Все такие сразу зашелестели, зашептали и на меня уставились изумленно, тип, я не контрольную по физике на четыре с минусом решил, а, типа, я — Ньютон какой-то, и еще, короче, штук десять новых законов запилил по-быстрому.
И прикиньте, че потом было? Ларик встал, значит, такой со своей первой парты, повернулся ко мне, и хлопать начал. Ну знаете, типа, как в фильмах бывает. И остальные тож встали, даж Ванька этот, и тоже начали хлопать мне. А училка сидит и чуть ли не плачет. А я стою, как дурачок, и улыбаюсь, и поклончики маленькие делаю. Вот такая вот ерунда и происходила у нас.
От всех этих утренних потрясенний мне, естественно, жрать очень захотелось. Ну и я, конечно, в столовку отправился. Пришел туда, а там опять два гибона этих жрут вовсю. Подошел я к ним, поздоровался. Тот, с которым я в тот раз базарил, руку мне протянул свою жирную. То есть она не только была, типа жирная, потому что толстая, но и потому, что реально в каком-то масле, что ли, была. А тот, так и сидел, не поднимая головы, и жрал без продыха. Он закидывал булки себе в рот чуть ли ни со скоростью пулемета.
— Ну че, как ты? — спрашивает меня первый этот.
— Нормально.
— А че ты в школу пришел, тебя же освободили?
— А че? Может я учится хочу! — ответил я ему и достал из рюкзака контейнер с бабушкиными блинами. Они с творогом еще были. Он как увидел их, аж слюну пустил.
— На, буде…
И я не успел даже предложение свое закончить, как он уже выхватил этот блин у меня, который я ему протягивал. Если б я руку не отдернул во время, прям с рукой, наверное, и сожрал бы. И главное, схавал он его, вроде, даже не жував, как удав какой-то.
Ну ладно, первый блин ушел. Достаю я, значит, второй и тут — бац- тот, другой жироед голову вдруг поднимает, и зырит во все глаза на блин, и облизывается.
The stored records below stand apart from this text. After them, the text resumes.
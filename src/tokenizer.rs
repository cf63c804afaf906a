use std::collections::BTreeMap;
use std::fmt;

/// A flag such as `n/` that introduces an argument value.
#[derive(Debug, Clone, Copy, PartialEq, Eq, Hash, PartialOrd, Ord)]
pub struct Prefix(&'static str);

pub const PREFIX_COMPANY: Prefix = Prefix("n/");
pub const PREFIX_ROLE: Prefix = Prefix("r/");
pub const PREFIX_STATUS: Prefix = Prefix("s/");
pub const PREFIX_DEADLINE: Prefix = Prefix("d/");
pub const PREFIX_TAG: Prefix = Prefix("t/");

impl Prefix {
    pub fn as_str(&self) -> &'static str {
        self.0
    }
}

impl fmt::Display for Prefix {
    fn fmt(&self, f: &mut fmt::Formatter<'_>) -> fmt::Result {
        f.write_str(self.0)
    }
}

#[derive(thiserror::Error, Debug, Clone, PartialEq, Eq)]
#[error(
    "Multiple values specified for the following single-valued field(s): {}",
    join_prefixes(.0)
)]
pub struct DuplicatePrefixError(pub Vec<Prefix>);

fn join_prefixes(prefixes: &[Prefix]) -> String {
    prefixes
        .iter()
        .map(Prefix::as_str)
        .collect::<Vec<_>>()
        .join(" ")
}

/// Tokenized arguments: the text before the first flag, and every value given
/// for each flag in the order they appeared.
#[derive(Debug, Clone, Default, PartialEq, Eq)]
pub struct ArgumentMultimap {
    preamble: String,
    values: BTreeMap<Prefix, Vec<String>>,
}

impl ArgumentMultimap {
    pub fn preamble(&self) -> &str {
        &self.preamble
    }

    /// Last value given for `prefix`.
    pub fn value(&self, prefix: Prefix) -> Option<&str> {
        self.values
            .get(&prefix)
            .and_then(|values| values.last())
            .map(String::as_str)
    }

    pub fn all_values(&self, prefix: Prefix) -> &[String] {
        self.values.get(&prefix).map(Vec::as_slice).unwrap_or(&[])
    }

    pub fn is_present(&self, prefix: Prefix) -> bool {
        self.values.contains_key(&prefix)
    }

    pub fn verify_no_duplicates(&self, prefixes: &[Prefix]) -> Result<(), DuplicatePrefixError> {
        let repeated: Vec<Prefix> = prefixes
            .iter()
            .copied()
            .filter(|prefix| self.all_values(*prefix).len() > 1)
            .collect();
        if repeated.is_empty() {
            Ok(())
        } else {
            Err(DuplicatePrefixError(repeated))
        }
    }
}

/// Splits `args` on the given flags. A flag only counts when it starts the
/// text or follows whitespace, so `n/AT&T r/x/y` keeps `x/y` intact.
pub fn tokenize(args: &str, prefixes: &[Prefix]) -> ArgumentMultimap {
    let padded = format!(" {}", args);
    let mut positions: Vec<(usize, Prefix)> = prefixes
        .iter()
        .flat_map(|prefix| {
            let padded = padded.as_str();
            padded
                .match_indices(prefix.as_str())
                .filter(move |(idx, _)| follows_whitespace(padded, *idx))
                .map(move |(idx, _)| (idx, *prefix))
        })
        .collect();
    positions.sort_by_key(|(idx, _)| *idx);

    let preamble_end = positions.first().map_or(padded.len(), |(idx, _)| *idx);
    let mut multimap = ArgumentMultimap {
        preamble: padded[..preamble_end].trim().to_string(),
        values: BTreeMap::new(),
    };

    for (i, (start, prefix)) in positions.iter().enumerate() {
        let value_start = start + prefix.as_str().len();
        let value_end = positions.get(i + 1).map_or(padded.len(), |(next, _)| *next);
        multimap
            .values
            .entry(*prefix)
            .or_default()
            .push(padded[value_start..value_end].trim().to_string());
    }
    multimap
}

fn follows_whitespace(text: &str, idx: usize) -> bool {
    text[..idx]
        .chars()
        .next_back()
        .is_some_and(char::is_whitespace)
}
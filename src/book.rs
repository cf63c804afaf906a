use crate::list::UniqueApplicationList;
use crate::model::{JobApplication, ModelError};
use crate::predicate::ApplicationPredicate;
use crate::sort::{SortField, SortOrder};

/// The in-memory job book: the authoritative list plus the active filter.
///
/// The view is never stored; it is recomputed from the list and the predicate
/// every time it is read, so it cannot drift from the underlying data.
#[derive(Debug, Clone, Default)]
pub struct JobBook {
    applications: UniqueApplicationList,
    filter: ApplicationPredicate,
}

impl JobBook {
    pub fn new() -> Self {
        Self::default()
    }

    pub fn with_applications(applications: Vec<JobApplication>) -> Result<Self, ModelError> {
        let mut book = JobBook::new();
        book.applications.bulk_replace(applications)?;
        Ok(book)
    }

    pub fn applications(&self) -> &[JobApplication] {
        self.applications.as_slice()
    }

    pub fn add(&mut self, application: JobApplication) -> Result<(), ModelError> {
        self.applications.add(application)
    }

    pub fn replace(
        &mut self,
        target: &JobApplication,
        replacement: JobApplication,
    ) -> Result<(), ModelError> {
        self.applications.replace(target, replacement)
    }

    pub fn remove(&mut self, target: &JobApplication) -> Result<JobApplication, ModelError> {
        self.applications.remove(target)
    }

    pub fn reset(&mut self, applications: Vec<JobApplication>) -> Result<(), ModelError> {
        self.applications.bulk_replace(applications)
    }

    pub fn sort(&mut self, field: SortField, order: SortOrder) {
        self.applications.sort(field, order);
    }

    pub fn filter(&self) -> &ApplicationPredicate {
        &self.filter
    }

    pub fn set_filter(&mut self, predicate: ApplicationPredicate) {
        self.filter = predicate;
    }

    pub fn view(&self) -> Vec<&JobApplication> {
        self.applications
            .iter()
            .filter(|application| self.filter.test(application))
            .collect()
    }

    /// Looks up a zero-based position in the current view.
    pub fn view_get(&self, zero_based: usize) -> Option<&JobApplication> {
        self.applications
            .iter()
            .filter(|application| self.filter.test(application))
            .nth(zero_based)
    }

    pub fn view_len(&self) -> usize {
        self.applications
            .iter()
            .filter(|application| self.filter.test(application))
            .count()
    }

    pub fn len(&self) -> usize {
        self.applications.len()
    }

    pub fn is_empty(&self) -> bool {
        self.applications.is_empty()
    }
}

#[cfg(test)]
mod tests {
    use super::*;
    use crate::model::tests::{app, at};
    use crate::model::Status;

    #[test]
    fn view_follows_filter_and_underlying_changes() {
        let mut book = JobBook::with_applications(vec![
            app("Google", "SWE", at(2025, 12, 31)),
            app("Meta", "Backend", at(2025, 11, 30)),
        ])
        .unwrap();
        book.set_filter(ApplicationPredicate::company_keywords(["meta"]));
        assert_eq!(book.view_len(), 1);
        assert_eq!(book.view_get(0).map(|a| a.company_name()), Some("Meta"));
        assert!(book.view_get(1).is_none());

        book.add(app("Meta", "Frontend", at(2026, 1, 1))).unwrap();
        assert_eq!(book.view_len(), 2);
        assert_eq!(book.len(), 3);

        book.set_filter(ApplicationPredicate::StatusMatches(Status::Rejected));
        assert!(book.view().is_empty());
        book.set_filter(ApplicationPredicate::ShowAll);
        assert_eq!(book.view().len(), 3);
    }

    #[test]
    fn duplicate_initial_data_is_rejected() {
        let result = JobBook::with_applications(vec![
            app("Google", "SWE", at(2025, 12, 31)),
            app("Google", "SWE", at(2026, 12, 31)),
        ]);
        assert_eq!(result.err(), Some(ModelError::DuplicateApplication));
    }
}
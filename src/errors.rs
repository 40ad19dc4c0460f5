//! # Errors
//!
//! The error taxonomy of the process-control core.
//!
//! Errors are never recovered from below the continue engine: memory, register and executor
//! operations propagate them as-is, and only [`ProcessHandle`](crate::process::ProcessHandle)
//! interprets a [`DebuggerError::ProcessExited`] as a state transition.

use nix::unistd::Pid;
use thiserror::Error;

use crate::addr::Addr;

/// Shorthand for results of this crate
pub type Result<T> = std::result::Result<T, DebuggerError>;

#[derive(Error, Debug)]
pub enum DebuggerError {
    #[error("process {pid} has exited with status {status}")]
    ProcessExited { pid: Pid, status: i32 },
    #[error("process has been detached")]
    ProcessDetached,
    #[error("could not write breakpoint at {addr}: {source}")]
    BreakpointWriteFailed {
        addr: Addr,
        #[source]
        source: Box<DebuggerError>,
    },
    #[error("could not erase breakpoint at {addr}: {source}")]
    BreakpointEraseFailed {
        addr: Addr,
        #[source]
        source: Box<DebuggerError>,
    },
    #[error("a breakpoint already exists at {0}")]
    BreakpointExists(Addr),
    #[error("no breakpoint at {0}")]
    NoSuchBreakpoint(Addr),
    #[error("hardware breakpoints exhausted")]
    NoFreeHardwareSlot,
    #[error("hardware breakpoint slot {0} is already in use")]
    HardwareSlotInUse(u8),
    #[error("there is no hardware breakpoint slot {0}")]
    InvalidHardwareSlot(u8),
    #[error("unsupported watchpoint: {0}")]
    UnsupportedWatch(&'static str),
    #[error("wait failed: {0}")]
    WaitFailed(nix::Error),
    #[error("thread {0} not found")]
    ThreadNotFound(Pid),
    #[error("thread {0} exited")]
    ThreadExited(Pid),
    #[error("the ptrace executor has been shut down")]
    ExecutorClosed,
    #[error("a ptrace job panicked on the executor thread")]
    ExecutorJobPanicked,
    #[error("Os error: {0}")]
    Os(#[from] nix::Error),
    #[error("Io error: {0}")]
    Io(#[from] std::io::Error),
    #[error("Executable does not exist: {0}")]
    ExecutableDoesNotExist(String),
    #[error("Executable is not a file: {0}")]
    ExecutableIsNotAFile(String),
    #[error("Could not find the executable: {0}")]
    Which(#[from] which::Error),
    #[error("invalid register: {0}")]
    InvalidRegister(u16),
    #[error("extended register state is too short: {0} bytes")]
    XstateTooShort(usize),
    #[error("malformed proc file {0}")]
    MalformedProcFile(String),
}

impl DebuggerError {
    /// True for the terminal conditions: the target exited or was detached.
    pub fn is_process_gone(&self) -> bool {
        matches!(
            self,
            DebuggerError::ProcessExited { .. } | DebuggerError::ProcessDetached
        )
    }

    /// The exit status if this error reports the end of the target process
    pub fn exit_status(&self) -> Option<i32> {
        match self {
            DebuggerError::ProcessExited { status, .. } => Some(*status),
            _ => None,
        }
    }

    pub(crate) fn write_failed(addr: Addr, source: DebuggerError) -> Self {
        // an exited process stays an exited process
        if source.is_process_gone() {
            return source;
        }
        DebuggerError::BreakpointWriteFailed {
            addr,
            source: Box::new(source),
        }
    }

    pub(crate) fn erase_failed(addr: Addr, source: DebuggerError) -> Self {
        if source.is_process_gone() {
            return source;
        }
        DebuggerError::BreakpointEraseFailed {
            addr,
            source: Box::new(source),
        }
    }
}

#[cfg(test)]
mod test {
    use super::*;

    #[test]
    fn test_process_gone() {
        let e = DebuggerError::ProcessExited {
            pid: Pid::from_raw(42),
            status: 3,
        };
        assert!(e.is_process_gone());
        assert_eq!(e.exit_status(), Some(3));
        assert!(DebuggerError::ProcessDetached.is_process_gone());
        assert!(!DebuggerError::ExecutorClosed.is_process_gone());
    }

    #[test]
    fn test_write_failed_keeps_exit() {
        let exited = DebuggerError::ProcessExited {
            pid: Pid::from_raw(1),
            status: 0,
        };
        let e = DebuggerError::write_failed(Addr::from(0x1000usize), exited);
        assert!(matches!(e, DebuggerError::ProcessExited { .. }));

        let e = DebuggerError::write_failed(
            Addr::from(0x1000usize),
            DebuggerError::Os(nix::Error::EIO),
        );
        assert!(matches!(e, DebuggerError::BreakpointWriteFailed { .. }));
        assert_eq!(
            e.to_string(),
            "could not write breakpoint at 0x0000000000001000: Os error: EIO: I/O error"
        );
    }
}
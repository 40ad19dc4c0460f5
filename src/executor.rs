//! # Ptrace Executor
//!
//! Serializes all ptrace requests of one traced process onto a single OS thread.
//!
//! The kernel only accepts ptrace requests from the thread that attached to the tracee (or, for
//! a launched process, the thread that forked it). Every caller therefore hands its work to a
//! dedicated worker thread through [`PtraceExecutor::run`] and blocks until the worker has
//! executed it. `std::thread` threads are OS threads and are never migrated, so the worker stays
//! the tracer for the whole lifetime of the process.
//!
//! Jobs run in FIFO order of their submission. Callers that need several ptrace requests to
//! happen without interleaving must bundle them into one job.

use std::panic::{catch_unwind, AssertUnwindSafe};
use std::sync::{Mutex, PoisonError};
use std::thread::JoinHandle;

use crossbeam_channel::{Receiver, Sender};
use tracing::{error, trace};

use crate::errors::{DebuggerError, Result};

type Job = Box<dyn FnOnce() + Send + 'static>;

/// Runs closures on the tracer thread of a process
#[derive(Debug)]
pub struct PtraceExecutor {
    commands: Mutex<Option<Sender<Job>>>,
    worker: Mutex<Option<JoinHandle<()>>>,
}

impl PtraceExecutor {
    /// Spawns the worker thread
    ///
    /// # Errors
    ///
    /// Fails if the operating system refuses to create another thread.
    pub fn spawn(name: impl Into<String>) -> Result<Self> {
        let (tx, rx) = crossbeam_channel::unbounded::<Job>();
        let worker = std::thread::Builder::new()
            .name(name.into())
            .spawn(move || Self::work(rx))?;

        Ok(Self {
            commands: Mutex::new(Some(tx)),
            worker: Mutex::new(Some(worker)),
        })
    }

    fn work(rx: Receiver<Job>) {
        trace!("ptrace worker started");
        for job in rx {
            // the completion channel of a panicking job is dropped, its caller sees the panic
            if catch_unwind(AssertUnwindSafe(job)).is_err() {
                error!("a ptrace job panicked");
            }
        }
        trace!("ptrace worker stopped");
    }

    /// Executes `f` on the tracer thread and returns its result
    ///
    /// Blocks the calling thread until the job has been executed.
    ///
    /// # Errors
    ///
    /// * [`DebuggerError::ExecutorClosed`] if [`close`](Self::close) was already called
    /// * [`DebuggerError::ExecutorJobPanicked`] if `f` panicked
    pub fn run<F, T>(&self, f: F) -> Result<T>
    where
        F: FnOnce() -> T + Send + 'static,
        T: Send + 'static,
    {
        // only clone the sender under the lock, never wait while holding it
        let commands = self
            .commands
            .lock()
            .unwrap_or_else(PoisonError::into_inner)
            .clone()
            .ok_or(DebuggerError::ExecutorClosed)?;

        let (done_tx, done_rx) = crossbeam_channel::bounded::<T>(1);
        commands
            .send(Box::new(move || {
                // the caller is blocked on the receiver, it can not be gone
                let _ = done_tx.send(f());
            }))
            .map_err(|_| DebuggerError::ExecutorClosed)?;
        drop(commands);

        done_rx
            .recv()
            .map_err(|_| DebuggerError::ExecutorJobPanicked)
    }

    /// True until [`close`](Self::close) was called
    pub fn is_open(&self) -> bool {
        self.commands
            .lock()
            .unwrap_or_else(PoisonError::into_inner)
            .is_some()
    }

    /// Stops the worker thread
    ///
    /// Jobs submitted before this call are still executed. Calling this more than once is a
    /// no-op. Must not be called from a job.
    pub fn close(&self) {
        let sender = self
            .commands
            .lock()
            .unwrap_or_else(PoisonError::into_inner)
            .take();
        if sender.is_none() {
            return;
        }
        drop(sender);

        let worker = self
            .worker
            .lock()
            .unwrap_or_else(PoisonError::into_inner)
            .take();
        if let Some(worker) = worker {
            if worker.thread().id() == std::thread::current().id() {
                return;
            }
            if worker.join().is_err() {
                error!("the ptrace worker thread panicked");
            }
        }
    }
}

impl Drop for PtraceExecutor {
    fn drop(&mut self) {
        self.close();
    }
}

#[cfg(test)]
mod test {
    use std::sync::{Arc, Mutex};

    use super::*;

    #[test]
    fn test_run_returns_value() {
        let ex = PtraceExecutor::spawn("test-executor").unwrap();
        assert_eq!(ex.run(|| 19 + 23).unwrap(), 42);
        ex.close();
    }

    #[test]
    fn test_runs_on_one_thread() {
        let ex = PtraceExecutor::spawn("test-executor").unwrap();
        let first = ex.run(|| std::thread::current().id()).unwrap();
        for _ in 0..16 {
            assert_eq!(ex.run(|| std::thread::current().id()).unwrap(), first);
        }
        assert_ne!(first, std::thread::current().id());
    }

    #[test]
    fn test_fifo_order() {
        let ex = PtraceExecutor::spawn("test-executor").unwrap();
        let log = Arc::new(Mutex::new(Vec::new()));
        for i in 0..32 {
            let log = log.clone();
            ex.run(move || log.lock().unwrap().push(i)).unwrap();
        }
        assert_eq!(*log.lock().unwrap(), (0..32).collect::<Vec<_>>());
    }

    #[test]
    fn test_concurrent_callers() {
        let ex = Arc::new(PtraceExecutor::spawn("test-executor").unwrap());
        let handles: Vec<_> = (0..8u64)
            .map(|i| {
                let ex = ex.clone();
                std::thread::spawn(move || ex.run(move || i * 2).unwrap())
            })
            .collect();
        let mut results: Vec<u64> = handles.into_iter().map(|h| h.join().unwrap()).collect();
        results.sort_unstable();
        assert_eq!(results, (0..8).map(|i| i * 2).collect::<Vec<_>>());
    }

    #[test]
    fn test_fail_fast_after_close() {
        let ex = PtraceExecutor::spawn("test-executor").unwrap();
        assert!(ex.is_open());
        ex.close();
        ex.close();
        assert!(!ex.is_open());
        assert!(matches!(ex.run(|| ()), Err(DebuggerError::ExecutorClosed)));
    }

    #[test]
    fn test_panicking_job() {
        let ex = PtraceExecutor::spawn("test-executor").unwrap();
        let r: Result<()> = ex.run(|| panic!("boom"));
        assert!(matches!(r, Err(DebuggerError::ExecutorJobPanicked)));
        // the worker survives
        assert_eq!(ex.run(|| 7).unwrap(), 7);
    }
}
Я руку с блином ему протянул, и он его тож одним резким движением выхватил у меня, и сразу в топку себе закинул.
— А вы чё — братья? — спрашиваю я у первого, потому что лица у них один в один прям.
— Да, близнецы, — говорит.
— Ааа, понятно, а как звать-то вас?
— Я — Эдик, а он — Игорь. Оба мы — Боровяткины.
Боровы — это точно. Да уж, но, мне ли смеяться. Я, вообще, Колбаскин. Евгений Колбаскин. Звучит, да? Прям щас на афишу цирка, да в колонку с клоунами.
— А вы из столовки-то вообще выходите? — спросил я у него и наконец- то сам откусил блин.
— Да, — говорит, — на уроке посидим и обратно. А вон еще кто-то идет.
Я развернулся, а там опять они. «Преследуют меня, что ли?», — думаю. А сам-то, честно говоря, даже немного рад был их появлению.
— Вы че приперлись? — спрашиваю их, а они, короче, в наглую прям за стол садятся.
— Привет, я — Настя, а это — Леша, — говорит она Эдику этому толстозадому.
— Привет, ребят, а я — Эдик, а это вон — Игорь.
Игорь даж посмотрел на них и рукой так махнул, тип, поздоровался, а потом сразу опять за дело принялся. Вот же требуха ненасытная.
— А вы чё, тоже обычные? — спрашивает Игорь шмакодявок.
— Да. А что такого? — ответил Лешка и сразу так, типа, быканул немного. Моя школа, че сказать. Одна же команда.
— Ничего, ничего, просто спросил.
Шмакодявки же мои опять подоставали всякой ерунды и начали уплетать за обе щеки, точнее, за восемь, так как половину они этим бездонным желудкам скормили.